What the exercise asks: Please count how many lines below contain the word "impl" and reply with only that number.

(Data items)
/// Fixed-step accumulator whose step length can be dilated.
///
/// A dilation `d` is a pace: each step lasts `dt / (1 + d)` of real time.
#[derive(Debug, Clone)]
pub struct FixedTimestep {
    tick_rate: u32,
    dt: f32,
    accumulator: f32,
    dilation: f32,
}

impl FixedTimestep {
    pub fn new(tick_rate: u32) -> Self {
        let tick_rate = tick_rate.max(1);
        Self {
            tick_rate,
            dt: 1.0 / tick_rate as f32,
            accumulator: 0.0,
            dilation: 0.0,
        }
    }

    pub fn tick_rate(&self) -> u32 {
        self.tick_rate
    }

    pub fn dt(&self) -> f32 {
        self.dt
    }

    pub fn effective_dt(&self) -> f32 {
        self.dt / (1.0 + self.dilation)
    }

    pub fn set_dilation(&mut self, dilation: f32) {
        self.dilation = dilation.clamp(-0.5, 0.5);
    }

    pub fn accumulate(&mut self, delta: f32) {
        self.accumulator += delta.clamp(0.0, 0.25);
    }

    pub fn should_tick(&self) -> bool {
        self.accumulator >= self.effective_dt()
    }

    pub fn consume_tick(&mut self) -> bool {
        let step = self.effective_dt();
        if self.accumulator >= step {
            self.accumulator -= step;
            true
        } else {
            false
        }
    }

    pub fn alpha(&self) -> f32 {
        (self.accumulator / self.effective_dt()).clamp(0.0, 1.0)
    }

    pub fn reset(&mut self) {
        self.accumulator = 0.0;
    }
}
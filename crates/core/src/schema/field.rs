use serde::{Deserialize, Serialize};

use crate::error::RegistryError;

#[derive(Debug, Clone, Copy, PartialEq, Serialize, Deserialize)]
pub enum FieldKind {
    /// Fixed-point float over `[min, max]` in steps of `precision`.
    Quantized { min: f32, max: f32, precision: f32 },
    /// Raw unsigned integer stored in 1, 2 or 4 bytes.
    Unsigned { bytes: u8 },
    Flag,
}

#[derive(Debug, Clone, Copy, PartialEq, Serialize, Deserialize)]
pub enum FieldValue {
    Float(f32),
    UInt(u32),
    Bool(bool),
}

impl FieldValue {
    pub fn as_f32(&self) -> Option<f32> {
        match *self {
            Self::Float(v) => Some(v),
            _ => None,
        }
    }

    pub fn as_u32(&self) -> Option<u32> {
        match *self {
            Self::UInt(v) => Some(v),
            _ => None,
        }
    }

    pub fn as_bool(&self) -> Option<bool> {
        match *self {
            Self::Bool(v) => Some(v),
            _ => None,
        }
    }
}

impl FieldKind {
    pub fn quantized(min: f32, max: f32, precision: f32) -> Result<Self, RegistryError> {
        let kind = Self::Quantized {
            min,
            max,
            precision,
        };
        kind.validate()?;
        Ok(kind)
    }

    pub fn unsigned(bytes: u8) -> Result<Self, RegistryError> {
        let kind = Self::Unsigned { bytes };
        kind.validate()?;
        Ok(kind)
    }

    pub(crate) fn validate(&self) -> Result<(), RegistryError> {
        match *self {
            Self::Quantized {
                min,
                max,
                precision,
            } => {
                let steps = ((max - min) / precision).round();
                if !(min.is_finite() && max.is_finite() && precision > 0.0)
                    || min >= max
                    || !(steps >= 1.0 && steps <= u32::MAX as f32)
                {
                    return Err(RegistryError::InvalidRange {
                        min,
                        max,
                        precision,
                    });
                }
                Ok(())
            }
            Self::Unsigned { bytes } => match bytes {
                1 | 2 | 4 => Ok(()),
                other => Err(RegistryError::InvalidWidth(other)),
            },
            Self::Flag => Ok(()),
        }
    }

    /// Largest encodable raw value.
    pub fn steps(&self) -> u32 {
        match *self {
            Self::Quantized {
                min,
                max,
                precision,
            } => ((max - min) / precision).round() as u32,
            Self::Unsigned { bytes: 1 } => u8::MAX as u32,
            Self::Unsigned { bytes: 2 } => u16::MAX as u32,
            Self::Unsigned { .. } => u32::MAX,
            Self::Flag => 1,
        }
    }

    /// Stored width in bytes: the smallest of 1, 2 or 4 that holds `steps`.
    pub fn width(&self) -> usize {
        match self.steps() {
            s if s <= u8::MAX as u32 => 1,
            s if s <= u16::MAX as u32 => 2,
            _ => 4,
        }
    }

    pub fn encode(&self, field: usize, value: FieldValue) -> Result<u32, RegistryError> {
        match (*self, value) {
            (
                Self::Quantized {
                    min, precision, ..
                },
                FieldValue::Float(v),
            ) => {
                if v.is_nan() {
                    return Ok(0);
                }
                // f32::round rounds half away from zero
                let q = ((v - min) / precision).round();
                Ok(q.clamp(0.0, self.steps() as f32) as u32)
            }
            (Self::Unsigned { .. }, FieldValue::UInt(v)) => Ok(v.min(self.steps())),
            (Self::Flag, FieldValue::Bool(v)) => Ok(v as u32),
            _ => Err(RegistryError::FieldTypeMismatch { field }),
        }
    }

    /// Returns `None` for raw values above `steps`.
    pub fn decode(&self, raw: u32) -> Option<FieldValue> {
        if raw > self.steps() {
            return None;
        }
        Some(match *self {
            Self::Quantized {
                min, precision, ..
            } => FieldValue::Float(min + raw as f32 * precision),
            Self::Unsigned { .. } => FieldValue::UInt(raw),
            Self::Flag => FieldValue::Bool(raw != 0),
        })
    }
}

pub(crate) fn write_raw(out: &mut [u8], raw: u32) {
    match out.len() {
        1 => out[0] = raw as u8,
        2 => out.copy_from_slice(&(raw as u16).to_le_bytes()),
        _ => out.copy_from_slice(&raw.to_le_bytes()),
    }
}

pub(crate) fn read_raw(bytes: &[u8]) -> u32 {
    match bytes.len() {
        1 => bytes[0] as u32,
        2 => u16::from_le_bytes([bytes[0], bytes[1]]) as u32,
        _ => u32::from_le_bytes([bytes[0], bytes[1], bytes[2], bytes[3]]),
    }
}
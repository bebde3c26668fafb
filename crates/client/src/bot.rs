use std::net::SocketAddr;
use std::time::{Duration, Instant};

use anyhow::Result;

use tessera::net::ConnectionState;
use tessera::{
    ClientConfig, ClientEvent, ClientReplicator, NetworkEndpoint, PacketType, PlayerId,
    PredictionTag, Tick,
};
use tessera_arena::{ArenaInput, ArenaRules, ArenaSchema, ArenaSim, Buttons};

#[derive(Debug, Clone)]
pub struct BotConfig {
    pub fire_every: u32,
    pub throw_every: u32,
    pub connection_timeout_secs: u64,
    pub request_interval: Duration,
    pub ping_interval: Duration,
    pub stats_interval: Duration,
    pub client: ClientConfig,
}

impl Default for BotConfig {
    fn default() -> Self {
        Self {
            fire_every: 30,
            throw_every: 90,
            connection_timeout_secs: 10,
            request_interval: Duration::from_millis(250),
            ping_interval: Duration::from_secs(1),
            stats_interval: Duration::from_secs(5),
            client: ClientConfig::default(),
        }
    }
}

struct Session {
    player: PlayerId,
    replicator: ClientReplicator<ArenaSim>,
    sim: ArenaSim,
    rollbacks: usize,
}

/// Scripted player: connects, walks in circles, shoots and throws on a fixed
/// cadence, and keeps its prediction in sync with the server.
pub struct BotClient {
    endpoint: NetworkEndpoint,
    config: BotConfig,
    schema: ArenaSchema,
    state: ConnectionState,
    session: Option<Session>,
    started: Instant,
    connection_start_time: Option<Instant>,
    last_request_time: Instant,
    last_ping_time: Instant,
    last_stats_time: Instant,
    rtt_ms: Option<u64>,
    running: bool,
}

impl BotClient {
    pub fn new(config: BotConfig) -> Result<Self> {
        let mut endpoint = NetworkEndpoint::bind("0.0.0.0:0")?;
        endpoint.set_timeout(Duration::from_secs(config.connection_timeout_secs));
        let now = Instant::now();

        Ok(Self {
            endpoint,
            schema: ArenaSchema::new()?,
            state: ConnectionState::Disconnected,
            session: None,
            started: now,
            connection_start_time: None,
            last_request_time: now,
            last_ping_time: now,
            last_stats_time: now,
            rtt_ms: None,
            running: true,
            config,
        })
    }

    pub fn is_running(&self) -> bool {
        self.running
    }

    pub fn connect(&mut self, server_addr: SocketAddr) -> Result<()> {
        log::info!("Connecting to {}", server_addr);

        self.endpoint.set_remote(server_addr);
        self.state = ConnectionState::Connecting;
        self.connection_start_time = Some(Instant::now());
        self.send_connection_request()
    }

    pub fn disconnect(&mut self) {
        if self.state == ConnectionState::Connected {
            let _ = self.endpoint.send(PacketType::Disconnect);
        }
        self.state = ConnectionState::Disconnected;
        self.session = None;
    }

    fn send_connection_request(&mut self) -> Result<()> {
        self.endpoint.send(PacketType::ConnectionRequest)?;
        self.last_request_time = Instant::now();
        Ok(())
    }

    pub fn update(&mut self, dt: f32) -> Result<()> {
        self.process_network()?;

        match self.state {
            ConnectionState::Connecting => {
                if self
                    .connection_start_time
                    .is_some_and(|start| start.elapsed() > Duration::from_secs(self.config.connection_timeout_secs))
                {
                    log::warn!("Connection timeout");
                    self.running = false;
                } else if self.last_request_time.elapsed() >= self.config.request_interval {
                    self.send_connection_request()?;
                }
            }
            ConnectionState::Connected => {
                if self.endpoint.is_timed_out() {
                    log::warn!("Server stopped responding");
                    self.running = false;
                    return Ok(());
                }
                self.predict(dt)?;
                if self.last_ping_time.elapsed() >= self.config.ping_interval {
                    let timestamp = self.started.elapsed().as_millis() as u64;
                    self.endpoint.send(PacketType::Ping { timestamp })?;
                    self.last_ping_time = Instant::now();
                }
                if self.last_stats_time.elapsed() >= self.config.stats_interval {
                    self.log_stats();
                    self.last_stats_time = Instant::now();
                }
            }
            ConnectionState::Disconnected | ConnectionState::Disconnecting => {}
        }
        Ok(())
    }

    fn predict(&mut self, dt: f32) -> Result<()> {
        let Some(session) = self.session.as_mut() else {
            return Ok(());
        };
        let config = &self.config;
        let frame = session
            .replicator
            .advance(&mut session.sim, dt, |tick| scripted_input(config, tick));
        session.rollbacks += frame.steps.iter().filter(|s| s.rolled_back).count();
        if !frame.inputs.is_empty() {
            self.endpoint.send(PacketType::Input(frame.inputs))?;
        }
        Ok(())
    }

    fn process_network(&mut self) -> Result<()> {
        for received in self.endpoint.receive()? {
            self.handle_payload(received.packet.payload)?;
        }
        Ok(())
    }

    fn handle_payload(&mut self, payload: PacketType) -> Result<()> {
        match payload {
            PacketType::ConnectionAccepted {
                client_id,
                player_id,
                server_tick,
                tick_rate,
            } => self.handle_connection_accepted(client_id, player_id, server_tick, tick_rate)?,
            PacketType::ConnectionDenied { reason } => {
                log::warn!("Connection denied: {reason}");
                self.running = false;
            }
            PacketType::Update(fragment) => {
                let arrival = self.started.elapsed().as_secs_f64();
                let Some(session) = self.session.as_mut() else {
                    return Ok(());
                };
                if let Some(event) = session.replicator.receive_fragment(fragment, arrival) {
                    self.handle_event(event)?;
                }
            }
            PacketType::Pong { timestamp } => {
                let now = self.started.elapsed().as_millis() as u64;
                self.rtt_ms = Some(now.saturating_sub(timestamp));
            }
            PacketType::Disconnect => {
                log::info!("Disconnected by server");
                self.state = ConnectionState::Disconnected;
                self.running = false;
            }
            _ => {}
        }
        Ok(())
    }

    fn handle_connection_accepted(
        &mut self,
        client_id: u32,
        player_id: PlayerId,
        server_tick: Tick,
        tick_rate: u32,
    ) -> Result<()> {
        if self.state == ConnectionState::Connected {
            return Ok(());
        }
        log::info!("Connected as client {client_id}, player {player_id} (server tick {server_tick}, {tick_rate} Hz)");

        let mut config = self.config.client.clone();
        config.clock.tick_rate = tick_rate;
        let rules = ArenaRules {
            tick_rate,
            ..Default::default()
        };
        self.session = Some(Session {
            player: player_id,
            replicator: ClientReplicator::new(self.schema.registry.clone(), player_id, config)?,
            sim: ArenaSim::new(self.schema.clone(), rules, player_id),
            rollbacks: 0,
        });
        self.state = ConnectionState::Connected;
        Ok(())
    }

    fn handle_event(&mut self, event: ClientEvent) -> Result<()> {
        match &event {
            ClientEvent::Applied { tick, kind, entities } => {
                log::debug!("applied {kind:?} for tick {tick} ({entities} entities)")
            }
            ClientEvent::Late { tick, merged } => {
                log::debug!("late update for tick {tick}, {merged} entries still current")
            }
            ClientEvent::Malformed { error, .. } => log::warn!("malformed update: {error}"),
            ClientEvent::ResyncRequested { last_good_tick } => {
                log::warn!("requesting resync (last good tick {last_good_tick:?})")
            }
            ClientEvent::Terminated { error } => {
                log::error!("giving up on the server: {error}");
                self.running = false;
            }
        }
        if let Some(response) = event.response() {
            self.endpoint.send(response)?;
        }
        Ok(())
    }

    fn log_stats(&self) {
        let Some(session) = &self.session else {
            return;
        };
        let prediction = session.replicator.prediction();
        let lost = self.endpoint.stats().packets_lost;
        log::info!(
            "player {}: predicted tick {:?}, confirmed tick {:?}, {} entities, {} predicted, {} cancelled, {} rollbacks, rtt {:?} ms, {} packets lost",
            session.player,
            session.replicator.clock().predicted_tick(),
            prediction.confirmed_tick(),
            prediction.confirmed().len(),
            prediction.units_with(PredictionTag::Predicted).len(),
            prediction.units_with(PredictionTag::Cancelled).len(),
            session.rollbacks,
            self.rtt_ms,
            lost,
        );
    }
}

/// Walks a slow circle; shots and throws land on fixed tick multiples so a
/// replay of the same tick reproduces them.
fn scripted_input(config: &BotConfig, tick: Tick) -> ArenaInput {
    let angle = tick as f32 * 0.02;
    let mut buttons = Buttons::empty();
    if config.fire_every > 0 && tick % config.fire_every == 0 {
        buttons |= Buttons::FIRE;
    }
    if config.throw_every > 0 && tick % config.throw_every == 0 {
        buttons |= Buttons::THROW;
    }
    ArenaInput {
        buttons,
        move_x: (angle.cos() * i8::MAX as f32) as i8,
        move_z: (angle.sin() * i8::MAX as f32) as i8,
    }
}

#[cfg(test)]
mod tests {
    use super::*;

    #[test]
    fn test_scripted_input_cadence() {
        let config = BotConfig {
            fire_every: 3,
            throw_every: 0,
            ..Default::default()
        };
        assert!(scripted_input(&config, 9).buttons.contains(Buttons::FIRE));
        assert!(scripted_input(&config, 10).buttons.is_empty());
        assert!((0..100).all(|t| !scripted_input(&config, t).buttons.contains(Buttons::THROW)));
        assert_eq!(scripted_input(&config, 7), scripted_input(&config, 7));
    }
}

Reply to the exercise: 5